Women who won worldwide fame by stripping for a charity glamour calendar have clashed over who should turn their story into a film.
Five of the eleven women who went nude to raise £330,000 for Leukaemia Research want top British comic Victoria Wood - who has a house near Skipton - to make the movie.
But the other six, including Angela Baker, whose late husband John was the inspiration for the Rylstone and District WI calendar, insist the film is made by London-based Harbour Films, with money from Hollywood.
They are expected to sign with Buena Vista UK, part of the Disney empire, later this week. But five rebels are not expected to sign.
Miss May, Moyra Livesey, 51, said the offer from Victoria Wood was twice that of the Disney deal.
"It's all down to preference and how people think the story will be treated - sympathetically and sensitively," she said.
"As far as the money is concerned, the Victoria Wood offer was amazing - unprecedented in British film industry. The main thing is to make as much money as possible for Leukaemia Research."

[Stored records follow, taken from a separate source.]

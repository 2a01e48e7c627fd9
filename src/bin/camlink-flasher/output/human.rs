use std::io::{IsTerminal, Write};

use camlink_flasher::{camlink, operation::OperationEvent, transport::DeviceSummary};

use crate::output::{format_device_line, percent_done, Event, OutputOptions, Reporter};

#[derive(Debug, Clone, Copy, PartialEq, Eq)]
enum Mode {
    Quiet,
    Verbose,
    Progress,
}

pub struct HumanOutput {
    opts: OutputOptions,
    is_tty: bool,
    progress_active: bool,
    last_percent: Option<u64>,
}

impl HumanOutput {
    pub fn new(opts: OutputOptions) -> Self {
        Self {
            opts,
            is_tty: std::io::stderr().is_terminal(),
            progress_active: false,
            last_percent: None,
        }
    }

    fn mode(&self) -> Mode {
        if self.opts.quiet {
            Mode::Quiet
        } else if self.opts.verbose {
            Mode::Verbose
        } else {
            Mode::Progress
        }
    }

    fn finish_line(&mut self) {
        if self.progress_active {
            eprintln!();
            self.progress_active = false;
        }
    }

    fn println(&mut self, msg: &str) {
        if self.mode() == Mode::Quiet {
            return;
        }
        self.finish_line();
        eprintln!("{msg}");
    }

    fn progress_update(&mut self, label: &str, addr: u32, start: u32, length: u64) {
        let percent = percent_done(addr, start, length);

        if self.mode() == Mode::Verbose {
            self.println(&format!("{label} @ 0x{addr:06X} ({percent:3}%)"));
            return;
        }
        if self.mode() != Mode::Progress {
            return;
        }

        if self.is_tty {
            eprint!("\r  {label} {percent:3}% @ 0x{addr:06X}");
            let _ = std::io::stderr().flush();
            self.progress_active = true;
            self.last_percent = Some(percent);
            return;
        }

        let last = self.last_percent.unwrap_or(0);
        if percent == 0 || percent == 100 || percent >= last + 10 {
            self.last_percent = Some(percent);
            self.println(&format!("  {label} {percent:3}%"));
        }
    }

    fn on_operation_event(&mut self, ev: OperationEvent) {
        match ev {
            OperationEvent::DumpStart { start, length } => {
                self.last_percent = None;
                self.println(&format!("dump: {length} bytes from 0x{start:06X}"));
            }
            OperationEvent::ChunkRead {
                addr,
                start,
                length,
            } => {
                self.progress_update("reading", addr, start, length);
            }
            OperationEvent::EraseStart { start, length } => {
                self.last_percent = None;
                self.println(&format!("erase: {length} bytes from 0x{start:06X}"));
            }
            OperationEvent::SectorErased {
                addr,
                start,
                length,
            } => {
                self.progress_update("erasing", addr, start, length);
            }
            OperationEvent::ProgramStart { start, length } => {
                self.last_percent = None;
                self.finish_line();
                self.println(&format!("program: {length} bytes at 0x{start:06X}"));
            }
            OperationEvent::ChunkWritten {
                addr,
                start,
                length,
            } => {
                self.progress_update("programming", addr, start, length);
            }
            OperationEvent::BootMagicCleared => {
                self.println("boot magic cleared; device falls back to the vendor bootloader");
            }
        }
    }
}

impl Reporter for HumanOutput {
    fn emit(&mut self, event: Event) {
        match event {
            Event::Operation(ev) => self.on_operation_event(ev),
            Event::ListDevices(devices) => emit_list_devices(&devices, self),
            Event::Error { code: _, message } => {
                self.finish_line();
                eprintln!("error: {message}");
            }
        }
    }

    fn finish(&mut self) {
        self.finish_line();
    }
}

fn emit_list_devices(devices: &[DeviceSummary], out: &mut HumanOutput) {
    if devices.is_empty() {
        out.println(&format!(
            "No Cam Link devices found (VID:PID {:04X}:{:04X})",
            camlink::VID,
            camlink::PID
        ));
        return;
    }

    for (i, d) in devices.iter().enumerate() {
        out.println(&format_device_line(i, d));
    }
}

Mrs Baker, 53, said: "It was my decision - I feel more comfortable with Harbour Films, I have known them longer and I think they will do a good job."
She said Victoria Wood had offered more money but in the long run believed the Harbour Films picture would make as much.

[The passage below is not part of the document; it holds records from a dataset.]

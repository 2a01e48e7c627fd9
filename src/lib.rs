pub mod api;
pub mod camlink;
pub mod flash;
pub mod operation;
pub mod transport;

#[cfg(test)]
mod testutil;
use std::path::PathBuf;

use clap::{Parser, Subcommand, ValueEnum};

#[derive(ValueEnum, Clone, Copy, Debug)]
pub enum JsonProgressArg {
    /// Emit a JSON event for every transferred chunk.
    Blocks,
    /// Emit fewer JSON events by throttling chunk output to percent changes.
    Percent,
    /// Do not emit per-chunk progress events.
    None,
}

#[derive(Parser)]
#[command(name = "camlink-flasher")]
#[command(about = "Cam Link 4K SPI flash utility")]
#[command(version)]
pub struct Cli {
    #[command(subcommand)]
    pub command: Command,
}

#[derive(Subcommand)]
pub enum Command {
    /// Dump SPI flash to a raw binary file.
    Dump(DumpArgs),

    /// Erase, then program SPI flash from a raw binary file.
    Program(ProgramArgs),

    /// Erase a flash range (one 64 KiB sector by default).
    Erase(EraseArgs),

    /// Clear the boot magic so the device boots into the vendor bootloader.
    Bootloader(BootloaderArgs),

    /// List connected Cam Link devices.
    List(ListArgs),
}

#[derive(Parser, Clone)]
pub struct DeviceArgs {
    /// Wait for the device to appear.
    #[arg(long)]
    pub wait: bool,

    /// Max time to wait for the device (0 = forever).
    #[arg(long, default_value_t = 0)]
    pub wait_timeout_ms: u64,

    /// Max time to poll the flash busy flag after a write/erase (0 = forever).
    #[arg(long, default_value_t = 0)]
    pub busy_timeout_ms: u64,
}

#[derive(Parser, Clone)]
pub struct OutputArgs {
    /// Emit JSON line events to stdout.
    #[arg(long)]
    pub json: bool,

    /// Include monotonic timestamps in JSON events (milliseconds since process start).
    #[arg(long, requires = "json")]
    pub json_timestamps: bool,

    /// JSON progress verbosity.
    ///
    /// - blocks: emit every chunk (most verbose)
    /// - percent: emit fewer progress events
    /// - none: no per-chunk progress events
    #[arg(long, value_enum, default_value_t = JsonProgressArg::Percent, requires = "json")]
    pub json_progress: JsonProgressArg,

    /// Reduce output (only errors).
    #[arg(long, conflicts_with = "verbose")]
    pub quiet: bool,

    /// More logs to stderr.
    #[arg(long, short)]
    pub verbose: bool,
}

#[derive(Parser)]
pub struct DumpArgs {
    /// Output file for the raw dump.
    pub out: PathBuf,

    /// Flash start address.
    #[arg(long, default_value_t = 0)]
    pub start: u32,

    /// Bytes to read (default: the full 4 MiB part).
    #[arg(long)]
    pub length: Option<u64>,

    #[command(flatten)]
    pub device: DeviceArgs,

    #[command(flatten)]
    pub output: OutputArgs,
}

#[derive(Parser)]
pub struct ProgramArgs {
    /// Raw binary image to program.
    pub image: PathBuf,

    /// Flash start address.
    #[arg(long, default_value_t = 0)]
    pub start: u32,

    /// Bytes to program (default: from start to the end of the part).
    #[arg(long)]
    pub length: Option<u64>,

    #[command(flatten)]
    pub device: DeviceArgs,

    #[command(flatten)]
    pub output: OutputArgs,
}

#[derive(Parser)]
pub struct EraseArgs {
    /// Flash start address.
    #[arg(long, default_value_t = 0)]
    pub start: u32,

    /// Bytes to erase, rounded up to whole 64 KiB sectors (default: one sector).
    #[arg(long)]
    pub length: Option<u64>,

    #[command(flatten)]
    pub device: DeviceArgs,

    #[command(flatten)]
    pub output: OutputArgs,
}

#[derive(Parser)]
pub struct BootloaderArgs {
    #[command(flatten)]
    pub device: DeviceArgs,

    #[command(flatten)]
    pub output: OutputArgs,
}

#[derive(Parser)]
pub struct ListArgs {
    /// Emit JSON line output.
    #[arg(long)]
    pub json: bool,
}
use axerrno::LinuxResult;
use syscall_trace::syscall_trace;
use tinyk_core::task::current_kernel;
use tinyk_process::Pid;
use tinyk_process::task::Task;

/// Create a child process running `task` on a private copy of `args`.
///
/// Without a task the child is created inert: it gets a pid but no thread,
/// and so never exits.
#[syscall_trace]
pub fn sys_exec(task: Option<Task>, args: Option<&[u8]>) -> LinuxResult<Pid> {
    current_kernel()?.exec(task, args)
}

#[syscall_trace]
pub fn sys_getpid() -> LinuxResult<Pid> {
    current_kernel()?.getpid()
}

/// Pid of the parent process, or `NOPROC` for the bootstrap processes and
/// orphans nobody adopted.
#[syscall_trace]
pub fn sys_getppid() -> LinuxResult<Pid> {
    current_kernel()?.getppid()
}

Susanne Mackey, who is to produce the movie for Harbour Films, said today: "We have known for some time that some of the women didn't want to take part. We are making a British comedy with British actresses for Buena Vista UK. It is very much going to be British with British sensibilities. It's not going to be a Hollywood film."
She said it would be written by a British writer and probably directed by a Briton.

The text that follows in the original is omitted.